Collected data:

=-=-=-=-=

//! Descriptor and generic-signature decoding.
//!
//! Field descriptors (`Ljava/lang/String;`), method descriptors
//! (`(JZ)Lpkg/User;`) and the richer grammar of the `Signature` attribute
//! are decoded into [`TypeRef`]s. Parametric information is preserved
//! exactly as declared; type variables and wildcard bounds degrade to
//! `java.lang.Object` rather than failing the whole member.
//!
//! Inner-class segments (`Lpkg/Outer<TT;>.Inner<...>;`) collapse to the
//! canonical `pkg.Outer$Inner` name with type arguments flattened in
//! outer-to-inner order.

use types::TypeRef;

use crate::{ClassError, Result};

/// Decode a field descriptor.
pub fn parse_field_descriptor(descriptor: &str) -> Result<TypeRef> {
    let mut p = Parser::new(descriptor);
    let t = p.parse_type()?;
    p.expect_end()?;
    Ok(t)
}

/// Decode a method descriptor into `(parameters, return type)`.
pub fn parse_method_descriptor(descriptor: &str) -> Result<(Vec<TypeRef>, TypeRef)> {
    let mut p = Parser::new(descriptor);
    let sig = p.parse_method()?;
    p.expect_end()?;
    Ok(sig)
}

/// Decode a field `Signature` attribute value.
pub fn parse_field_signature(signature: &str) -> Result<TypeRef> {
    let mut p = Parser::new(signature);
    let t = p.parse_type()?;
    p.expect_end()?;
    Ok(t)
}

/// Decode a method `Signature` attribute value into `(parameters, return
/// type)`. Declared type parameters and `throws` clauses are consumed and
/// discarded.
pub fn parse_method_signature(signature: &str) -> Result<(Vec<TypeRef>, TypeRef)> {
    let mut p = Parser::new(signature);
    if p.peek() == Some(b'<') {
        p.skip_type_parameters()?;
    }
    let sig = p.parse_method()?;
    // throws clauses: ^ReferenceType, repeated.
    while p.peek() == Some(b'^') {
        p.bump();
        p.parse_type()?;
    }
    p.expect_end()?;
    Ok(sig)
}

struct Parser<'a> {
    src: &'a str,
    pos: usize,
}

impl<'a> Parser<'a> {
    fn new(src: &'a str) -> Self { Self { src, pos: 0 } }

    fn malformed(&self) -> ClassError { ClassError::MalformedSignature(self.src.to_string()) }

    fn peek(&self) -> Option<u8> { self.src.as_bytes().get(self.pos).copied() }

    fn bump(&mut self) -> Option<u8> {
        let b = self.peek();
        if b.is_some() {
            self.pos += 1;
        }
        b
    }

    fn expect(&mut self, b: u8) -> Result<()> {
        if self.bump() == Some(b) {
            Ok(())
        } else {
            Err(self.malformed())
        }
    }

    fn expect_end(&self) -> Result<()> {
        if self.pos == self.src.len() {
            Ok(())
        } else {
            Err(self.malformed())
        }
    }

    /// Consume bytes until one of `stops` is seen (not consumed).
    fn take_until(&mut self, stops: &[u8]) -> Result<&'a str> {
        let start = self.pos;
        while let Some(b) = self.peek() {
            if stops.contains(&b) {
                return Ok(&self.src[start..self.pos]);
            }
            self.pos += 1;
        }
        Err(self.malformed())
    }

    fn parse_method(&mut self) -> Result<(Vec<TypeRef>, TypeRef)> {
        self.expect(b'(')?;
        let mut params = Vec::new();
        while self.peek() != Some(b')') {
            params.push(self.parse_type()?);
        }
        self.bump();
        let ret = self.parse_type()?;
        Ok((params, ret))
    }

    fn parse_type(&mut self) -> Result<TypeRef> {
        match self.bump().ok_or_else(|| self.malformed())? {
            b'B' => Ok(TypeRef::new("byte")),
            b'C' => Ok(TypeRef::new("char")),
            b'S' => Ok(TypeRef::new("short")),
            b'Z' => Ok(TypeRef::new("boolean")),
            b'I' => Ok(TypeRef::new("int")),
            b'J' => Ok(TypeRef::new("long")),
            b'F' => Ok(TypeRef::new("float")),
            b'D' => Ok(TypeRef::new("double")),
            b'V' => Ok(TypeRef::void()),
            b'[' => {
                let component = self.parse_type()?;
                Ok(TypeRef::with_args(
                    format!("{}[]", component.name()),
                    component.args().to_vec(),
                ))
            }
            b'T' => {
                // Type variable: the binding is not tracked, degrade.
                self.take_until(&[b';'])?;
                self.expect(b';')?;
                Ok(TypeRef::object())
            }
            b'*' => Ok(TypeRef::object()),
            b'+' | b'-' => self.parse_type(),
            b'L' => self.parse_class_type(),
            _ => Err(self.malformed()),
        }
    }

    fn parse_class_type(&mut self) -> Result<TypeRef> {
        let mut name = String::new();
        let mut args: Vec<TypeRef> = Vec::new();
        loop {
            let segment = self.take_until(&[b'<', b';', b'.'])?;
            name.push_str(&segment.replace('/', "."));
            match self.bump().ok_or_else(|| self.malformed())? {
                b'<' => {
                    while self.peek() != Some(b'>') {
                        args.push(self.parse_type()?);
                    }
                    self.bump();
                    match self.bump().ok_or_else(|| self.malformed())? {
                        b';' => break,
                        b'.' => name.push('$'),
                        _ => return Err(self.malformed()),
                    }
                }
                b';' => break,
                b'.' => name.push('$'),
                _ => return Err(self.malformed()),
            }
        }
        Ok(TypeRef::with_args(name, args))
    }

    fn skip_type_parameters(&mut self) -> Result<()> {
        self.expect(b'<')?;
        while self.peek() != Some(b'>') {
            self.take_until(&[b':'])?;
            while self.peek() == Some(b':') {
                self.bump();
                match self.peek() {
                    Some(b':') | Some(b'>') => {}
                    Some(_) => {
                        self.parse_type()?;
                    }
                    None => return Err(self.malformed()),
                }
            }
        }
        self.bump();
        Ok(())
    }
}

#[cfg(test)]
mod tests {
    use super::*;

    #[test]
    fn primitive_and_object_descriptors() {
        assert_eq!(parse_field_descriptor("J").expect("long"), TypeRef::new("long"));
        assert_eq!(
            parse_field_descriptor("Ljava/lang/String;").expect("string"),
            TypeRef::new("java.lang.String")
        );
        assert_eq!(
            parse_field_descriptor("[I").expect("int array").name(),
            "int[]"
        );
    }

    #[test]
    fn method_descriptor() {
        let (params, ret) =
            parse_method_descriptor("(JZ)Lpkg/User;").expect("method descriptor");
        assert_eq!(params, vec![TypeRef::new("long"), TypeRef::new("boolean")]);
        assert_eq!(ret, TypeRef::new("pkg.User"));

        let (none, void) = parse_method_descriptor("()V").expect("void descriptor");
        assert!(none.is_empty());
        assert!(void.is_void());
    }

    #[test]
    fn generic_signature_preserves_arguments() {
        let t = parse_field_signature("Ljava/util/List<Lpkg/User;>;").expect("list signature");
        assert_eq!(t.name(), "java.util.List");
        assert_eq!(t.args(), &[TypeRef::new("pkg.User")]);

        let (params, ret) =
            parse_method_signature("(Ljava/util/Map<Ljava/lang/String;Lpkg/User;>;)Ljava/util/List<Lpkg/User;>;")
                .expect("generic method");
        assert_eq!(params[0].args().len(), 2);
        assert_eq!(ret.element_of(), TypeRef::new("pkg.User"));
    }

    #[test]
    fn type_variables_and_wildcards_degrade_to_object() {
        let (params, ret) =
            parse_method_signature("<T:Ljava/lang/Object;>(TT;)Ljava/util/List<*>;")
                .expect("type-variable signature");
        assert!(params[0].is_object());
        assert!(ret.element_of().is_object());

        let bounded =
            parse_field_signature("Ljava/util/List<+Lpkg/User;>;").expect("extends wildcard");
        assert_eq!(bounded.element_of(), TypeRef::new("pkg.User"));
    }

    #[test]
    fn nested_segments_collapse_to_canonical_name() {
        let t = parse_field_signature("Lpkg/Outer<Lpkg/User;>.Inner<Ljava/lang/String;>;")
            .expect("nested signature");
        assert_eq!(t.name(), "pkg.Outer$Inner");
        assert_eq!(t.args().len(), 2);
    }

    #[test]
    fn malformed_signatures_are_rejected() {
        assert!(parse_field_descriptor("Q").is_err());
        assert!(parse_field_descriptor("Ljava/lang/String").is_err());
        assert!(parse_method_descriptor("(J").is_err());
        assert!(parse_field_descriptor("Ljava/lang/String;X").is_err());
    }
}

=-=-=-=-=

* WHAT TO WORK ON *
Copy all lines of the records that have the string "consumed" in them.

* OUTPUT OF THE EXERCISE *
/// type)`. Declared type parameters and `throws` clauses are consumed and
    /// Consume bytes until one of `stops` is seen (not consumed).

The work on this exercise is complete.